Mrs Barrett points out the difference of scale. There are twice as many babies - some 5,000 - born at The Rosie, the maternity unit at Addenbrooke's Hospital in Cambridge.

However, while the spirit at Hinchingbrooke leads to happy mothers and healthy babies, Mrs Barrett said the environment did have room for improvement.

"Environmental factors can be off putting. The hospital is not new and shiny. There are two rooms that have ensuite facilities but there are six that don't.

"The hospital wants to provide rooms that are a home from home so that women classed as low risk can have low intervention. They want them to be able to make the rooms their own for the duration of the labour so that this is a half way house between a home birth and a hospital birth. This is something that women want and the important thing is that they have the choice."
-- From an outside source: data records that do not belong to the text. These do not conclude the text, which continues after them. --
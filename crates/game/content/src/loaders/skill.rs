//! Skill table loader: weapon passives, weapon arts and class skills.

use std::path::Path;

use battle_core::{ClassSkillDefinition, WeaponArtDefinition, WeaponPassiveDefinition};
use serde::{Deserialize, Serialize};

use crate::loaders::{LoadResult, read_ron};

#[derive(Debug, Clone, Default, Serialize, Deserialize)]
#[serde(default)]
pub struct SkillCatalog {
    pub passives: Vec<WeaponPassiveDefinition>,
    /// At most one art per weapon category.
    pub arts: Vec<WeaponArtDefinition>,
    pub class_skills: Vec<ClassSkillDefinition>,
}

pub struct SkillLoader;

impl SkillLoader {
    pub fn load(path: &Path) -> LoadResult<SkillCatalog> {
        read_ron(path, "skill table")
    }
}
//! Worker tasks that back the runtime orchestration.
//!
//! The encounter worker owns the authoritative [`battle_core::Encounter`] and
//! serializes every command against it.

mod encounter;

pub use encounter::{Command, EncounterWorker};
She added: "When we thought the unit might close there were a number of reasons people wanted to fight for it. One was that people's experiences there were extremely positive. Over 140 people wrote personal letters to the Strategic Health Authority saying why they wanted the unit to stay open, which is remarkable because closure wasn't certain, it was only threatened but that number of people still felt strongly enough to write. It was an opportunity for people say how good the hospital is.

"The other reason was the travelling distance to either Cambridge or Peterborough if the maternity unit closed. It is a long journey when you are in labour and it is also a long journey for ante-natal visits and scans."

Mrs Barrett said that information about other hospitals across the county made her realise just how good maternity at Hinchingbrooke Hospital is.

"This is a fantastic local service. It is important to maintain it and improve facilities there.

"I get the feeling we have won the battle but perhaps not the war. It is a small unit and if there is a crisis again, we are much more likely to keep it if we have allowed it to build up a reputation and become a beacon of excellence.